Objective: Rheumatoid arthritis (RA) is often accompanied by joint pain and inflammation. Previous studies have demonstrated that functional Fcγ receptor I (FcγRI) is expressed in dorsal root ganglion (DRG) neurons and might contribute to pain in rodent models of antigen-induced arthritis (AIA). This study was undertaken to elucidate the roles of nociceptive neuronal FcγRI-coupled signaling in the development of joint pain in AIA.

Methods: RNA sequencing was used to investigate the transcriptome profile changes in the DRG in a rat model of AIA. A primary sensory neuron-specific Fcgr1a conditional-knockout (CKO) rat was established by crossing rats carrying a loxP-flanked Fcgr1a with a Pirt-specific Cre line. Behavioral, morphologic, and molecular studies were conducted to evaluate the differences between wild-type (WT) and CKO rats after AIA.

Results: We first showed that AIA induced a transcriptome profile change in the DRG, involving a number of key proteins downstream of the FcγRI-related signaling pathway. Compared to the WT rats, both the IgG immune complex-induced acute pain and AIA-induced pain were alleviated in CKO rats. Moreover, the AIA-induced activation of FcγRI-related signaling in DRGs was significantly reduced in CKO rats. In addition, CKO rats showed attenuated joint swelling after AIA.
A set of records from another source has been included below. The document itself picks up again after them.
impl<M: Mailbox, R> ExtractionPipeline<M, R> {
    /// A pipeline with default configuration, no stores, a filter that
    /// accepts everything and a strategy that records nothing.
    pub fn new(mailbox: M) -> Self {
        Self {
            mailbox,
            config: PipelineConfig::default(),
            offset: None,
            filter: Box::new(|_, _| true),
            strategy: Box::new(|_, _, _| Ok(None)),
            attachments: None,
            records: None,
        }
    }

    /// Replace the configuration. Fails if the offset or query is malformed.
    pub fn with_config(mut self, config: PipelineConfig) -> Result<Self> {
        self.offset = config.offset()?;
        if let Some(query) = &config.query {
            query.validate()?;
        }
        self.config = config;
        Ok(self)
    }

    pub fn attachment_store(mut self, store: AttachmentStore) -> Self {
        self.attachments = Some(store);
        self
    }

    pub fn record_store(mut self, store: RecordStore) -> Self {
        self.records = Some(store);
        self
    }

    /// Only messages for which `filter` returns `true` are extracted.
    pub fn filter<F>(mut self, filter: F) -> Self
    where
        F: Fn(&ExtractContext<'_>, &M::Message) -> bool + 'static,
    {
        self.filter = Box::new(filter);
        self
    }

    /// Decide per message what, if anything, the run returns for it.
    pub fn strategy<F>(mut self, strategy: F) -> Self
    where
        F: Fn(&ExtractContext<'_>, &M::Message, &[StoredFile]) -> Result<Option<R>> + 'static,
    {
        self.strategy = Box::new(strategy);
        self
    }

    pub fn config(&self) -> &PipelineConfig {
        &self.config
    }

    pub fn mailbox(&self) -> &M {
        &self.mailbox
    }

    pub fn records(&self) -> Option<&RecordStore> {
        self.records.as_ref()
    }

    pub fn attachments(&self) -> Option<&AttachmentStore> {
        self.attachments.as_ref()
    }

    pub fn context(&self) -> ExtractContext<'_> {
        ExtractContext {
            config: &self.config,
            offset: self.offset,
            attachments: self.attachments.as_ref(),
            records: self.records.as_ref(),
        }
    }

    /// `after:<today> has:attachment`, today being the local calendar date.
    pub fn default_query(&self) -> Query {
        default_query(local_today(self.offset))
    }

    /// The query a run searches with.
    pub fn query(&self) -> Query {
        self.config
            .query
            .clone()
            .unwrap_or_else(|| self.default_query())
    }

    /// The rendered search string.
    pub fn search_string(&self) -> Result<String> {
        let query = self.query();
        query.validate()?;
        Ok(build_query(&query))
    }

    pub fn attachment_timestamp(
        &self,
        message: &M::Message,
        with_time: bool,
        separator: &str,
    ) -> String {
        self.context()
            .attachment_timestamp(message, with_time, separator)
    }

    /// Run and return the results, or `None` if nothing was extracted.
    pub fn execute(&self) -> Result<Option<Vec<R>>> {
        Ok(self.run()?.into_results())
    }

    /// Run over every matching message.
    ///
    /// Fails only when the search itself fails or a configuration error
    /// surfaces. Per-message collaborator failures land in
    /// [`RunReport::skipped`].
    pub fn run(&self) -> Result<RunReport<R>> {
        let query = self.search_string()?;
        info!(query = %query, "Searching mailbox");
        let threads = self.mailbox.search(&query)?;

        let ctx = self.context();
        let mut report = RunReport::default();

        for thread in &threads {
            if thread.in_spam() || thread.in_trash() {
                debug!(
                    thread_id = %thread.id(),
                    spam = thread.in_spam(),
                    trash = thread.in_trash(),
                    "Skipping thread"
                );
                report.excluded_threads += 1;
                continue;
            }

            let messages = match self.mailbox.messages_for_thread(thread) {
                Ok(messages) => messages,
                Err(e) if e.is_configuration() => return Err(e),
                Err(e) => {
                    warn!(thread_id = %thread.id(), error = %e, "Failed to read thread");
                    report.skipped.push(SkippedMessage {
                        thread_id: thread.id(),
                        message_id: None,
                        reason: e.to_string(),
                    });
                    continue;
                }
            };

            for message in &messages {
                report.examined += 1;
                if !(self.filter)(&ctx, message) {
                    debug!(message_id = %message.id(), "Filtered out");
                    continue;
                }
                match self.process(&ctx, message) {
                    Ok(Outcome::Duplicate) => report.duplicates += 1,
                    Ok(Outcome::Extracted(Some(result))) => report.results.push(result),
                    Ok(Outcome::Extracted(None)) => {}
                    Err(e) if e.is_configuration() => return Err(e),
                    Err(e) => {
                        warn!(message_id = %message.id(), error = %e, "Skipping message");
                        report.skipped.push(SkippedMessage {
                            thread_id: thread.id(),
                            message_id: Some(message.id()),
                            reason: e.to_string(),
                        });
                    }
                }
            }
        }

        info!(
            threads = threads.len(),
            examined = report.examined,
            extracted = report.results.len(),
            duplicates = report.duplicates,
            skipped = report.skipped.len(),
            "Run complete"
        );
        Ok(report)
    }

    /// Store the message's attachments, then hand it to the strategy.
    ///
    /// No dedup check happens here.
    pub fn extract(&self, message: &M::Message) -> Result<Option<R>> {
        self.extract_with(&self.context(), message)
    }

    fn process(&self, ctx: &ExtractContext<'_>, message: &M::Message) -> Result<Outcome<R>> {
        if self.config.skip_recorded {
            if let Some(records) = &self.records {
                if records.message_exists(message)? {
                    debug!(message_id = %message.id(), "Already recorded");
                    return Ok(Outcome::Duplicate);
                }
            }
        }
        self.extract_with(ctx, message).map(Outcome::Extracted)
    }

    fn extract_with(&self, ctx: &ExtractContext<'_>, message: &M::Message) -> Result<Option<R>> {
        let mut files = Vec::new();
        if let Some(store) = &self.attachments {
            let prefix = match self.config.attachment_prefix {
                AttachmentPrefix::Date => Some(ctx.attachment_timestamp(message, false, "")),
                AttachmentPrefix::Time => Some(ctx.attachment_timestamp(message, true, "")),
                AttachmentPrefix::Disabled => None,
            };
            for attachment in message.attachments()? {
                files.push(store.store(&attachment, prefix.as_deref())?);
            }
        }
        (self.strategy)(ctx, message, &files)
    }
}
Conclusion: These results indicate that activation of FcγRI-coupled signaling in DRG neurons plays an important role in the development of joint pain in AIA. Our findings may provide novel insights into the interactions between the peripheral nervous system and the immune system in pathologic conditions and might suggest potential biotargets for the treatment of pain in RA.